If you asked me to project my drinking % in 2012, I would’ve been wildly off, likely estimating a high amount of oolong. If you had asked me in 2015, I probably would’ve still overestimated oolong but I probably would’ve also overestimated my young raw consumption. Only by 2017 would I have a reasonable estimate of drinking habits now in 2025. Until your tastes are settled it’s hard to answer, but you should not overbuy too early assuming how your tastes will end up.
Questions you’ll want to answer:
- Of the major categories of pu’erh what do you like? Does it pass the speed test? Subcategorize the categories you like and ask these questions again. How much do you want to drink factory pu’erh? Boutique? Which brands?
My Own Tea Diet
At one point I think my pu’erh stash was close to 80% boutique pu’erh and my drinking followed accordingly. Fast forward to the present, I’d say at least half of the pu’erh I drink is factory pu’erh. So what happened? I think I’ve slowly moved towards what I’d say is my ideal match in terms of type of pu’erh.

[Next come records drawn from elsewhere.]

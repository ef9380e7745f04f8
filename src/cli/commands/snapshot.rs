//! `snapshot`: record the exact commit each project is currently at into
//! a new manifest branch, so the workspace state can be reproduced later.

use std::path::Path;
use std::sync::Arc;

use tracing::{error, warn};

use crate::cli::output::Output;
use crate::core::group::GroupFilter;
use crate::core::manifest::Manifest;
use crate::settings::Settings;
use crate::vcs::VcsDriver;

/// Check out a new branch `name` in the manifest repository, write a
/// snapshot manifest pinning every project a group filter selects to its
/// current commit, and commit it. Restores the manifest repo's prior
/// branch/commit on any failure along the way.
pub fn run_snapshot(
    vcs: &Arc<dyn VcsDriver>,
    workspace_root: &Path,
    settings: &Settings,
    name: &str,
    filter: &GroupFilter,
) -> anyhow::Result<()> {
    let manifest_repo = settings.manifest_repo_path(workspace_root);

    if vcs.uncommitted_changes(&manifest_repo)? {
        anyhow::bail!("manifest repository has uncommitted changes; commit or stash them first");
    }
    let old_branch = vcs.current_branch(&manifest_repo)?;
    let old_commit = vcs.current_commit(&manifest_repo)?;

    let rollback = |reason: &str| {
        error!("snapshot aborted ({reason}), restoring manifest repository");
        if let Err(e) = vcs.checkout(&manifest_repo, &old_branch, false) {
            warn!("rollback: failed to restore branch '{old_branch}': {e}");
        }
        if let Err(e) = vcs.reset_hard(&manifest_repo, &old_commit) {
            error!("rollback: failed to reset manifest repo to {old_commit}: {e}");
        }
    };

    let manifest_content = match std::fs::read_to_string(settings.manifest_path(workspace_root)) {
        Ok(c) => c,
        Err(e) => {
            return Err(e.into());
        }
    };
    let manifest = match Manifest::parse(&manifest_content) {
        Ok(m) => m.filter_groups(filter),
        Err(e) => return Err(e.into()),
    };

    if let Err(e) = vcs.checkout(&manifest_repo, name, true) {
        rollback("checkout of new snapshot branch failed");
        return Err(e.into());
    }

    let snapshot_file = settings.manifest_path(workspace_root);
    let xml = match manifest.write_snapshot(|path| {
        let project_path = workspace_root.join(path);
        vcs.current_commit(&project_path).map_err(|e| anyhow::anyhow!(e))
    }) {
        Ok(xml) => xml,
        Err(e) => {
            rollback("failed to resolve current commits for snapshot");
            return Err(e.into());
        }
    };

    if let Err(e) = std::fs::write(&snapshot_file, xml) {
        rollback("failed to write snapshot manifest file");
        return Err(e.into());
    }

    if let Err(e) = vcs.commit(&manifest_repo, &format!("snapshot: {name}")) {
        rollback("failed to commit snapshot manifest");
        return Err(e.into());
    }

    if let Err(e) = vcs.checkout(&manifest_repo, &old_branch, false) {
        rollback("failed to restore prior branch after snapshot commit");
        return Err(e.into());
    }

    Output::success(&format!("wrote snapshot '{name}' to {}", snapshot_file.display()));
    Ok(())
}

#[cfg(test)]
mod tests {
    use super::*;
    use crate::vcs::MockDriver;
    use tempfile::TempDir;

    fn setup() -> (TempDir, Settings, Arc<MockDriver>) {
        let temp = TempDir::new().unwrap();
        let settings = Settings::default();
        let manifest_repo = settings.manifest_repo_path(temp.path());
        std::fs::create_dir_all(&manifest_repo).unwrap();
        std::fs::write(
            manifest_repo.join("default.xml"),
            r#"
            <manifest>
              <remote name="origin" fetch="http://h/a" />
              <project path="libs/foo" name="foo" revision="main" />
            </manifest>
            "#,
        )
        .unwrap();

        let mock = Arc::new(MockDriver::new());
        mock.seed_repo(&manifest_repo, "main", "c1");
        mock.seed_repo(&temp.path().join("libs/foo"), "main", "deadbeef");

        (temp, settings, mock)
    }

    #[test]
    fn writes_snapshot_file_and_restores_branch() {
        let (temp, settings, mock) = setup();
        let vcs: Arc<dyn VcsDriver> = mock.clone();

        run_snapshot(&vcs, temp.path(), &settings, "release-1", &GroupFilter::parse("")).unwrap();

        let manifest_repo = settings.manifest_repo_path(temp.path());
        let snapshot = std::fs::read_to_string(settings.manifest_path(temp.path())).unwrap();
        assert!(snapshot.contains("revision=\"deadbeef\""));
        assert_eq!(vcs.current_branch(&manifest_repo).unwrap(), "main");
    }

    #[test]
    fn refuses_when_manifest_repo_is_dirty() {
        let (temp, settings, mock) = setup();
        let manifest_repo = settings.manifest_repo_path(temp.path());
        mock.set_dirty(&manifest_repo, true);
        let vcs: Arc<dyn VcsDriver> = mock;

        assert!(
            run_snapshot(&vcs, temp.path(), &settings, "release-1", &GroupFilter::parse(""))
                .is_err()
        );
    }
}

I’m amongst the most exposed western drinkers to what is available and have always sampled widely. Still other distractions and a lack of availability prevented me from fully exploring factory teas to the extent that I actually enjoy them. The boutique craze (both young and older) of the mid 2010s also messed with me enough that I overvalued a soft, smooth profile to a fault. The factory teas were rougher and it was frankly hard to find satisfying examples.
With Xiaguan, there is quite a lot of workmanlike tea that isn’t going to appeal to everyone so picking the right examples is important. Only after sorting through a ton with some help from people like Toby, do I have a few Xiaguan teas that I’d actually drink regularly. There’s also an advantage towards being a late comer, as you can take advantage of the knowledge and channels opened up by those who came before you. Similar to Xiaguan, Dayi has become increasingly easy to buy. At one point, they had non authorized taobao retailers like MX take down all their listings, making finding well stored, sufficiently Dayi difficult to find. The higher production years in the mid 2000s have also gotten older and have become more and more drinkable.. Contrary to the belief that pu’erh will always go up, Dayi prices have also gone down quite a bit in the last few years so it’s a great time to buy Menghai Tea Factory, tariffs be damned.
Try lots of tea and don’t assume you know exactly where your tastes are going to end up. Boutiques are often the most expensive teas in certain years but they’re not necessarily going to be everyone’s ultimate endgame.. Some people are naturally more inclined towards factory teas just as some people like HK Trad and others like Kunming storage. I thought I’d be a nearly exclusive boutique drinker at one point, but I’m a lot closer to 50/50 these days. Keep an open mind and don’t get tunnel vision.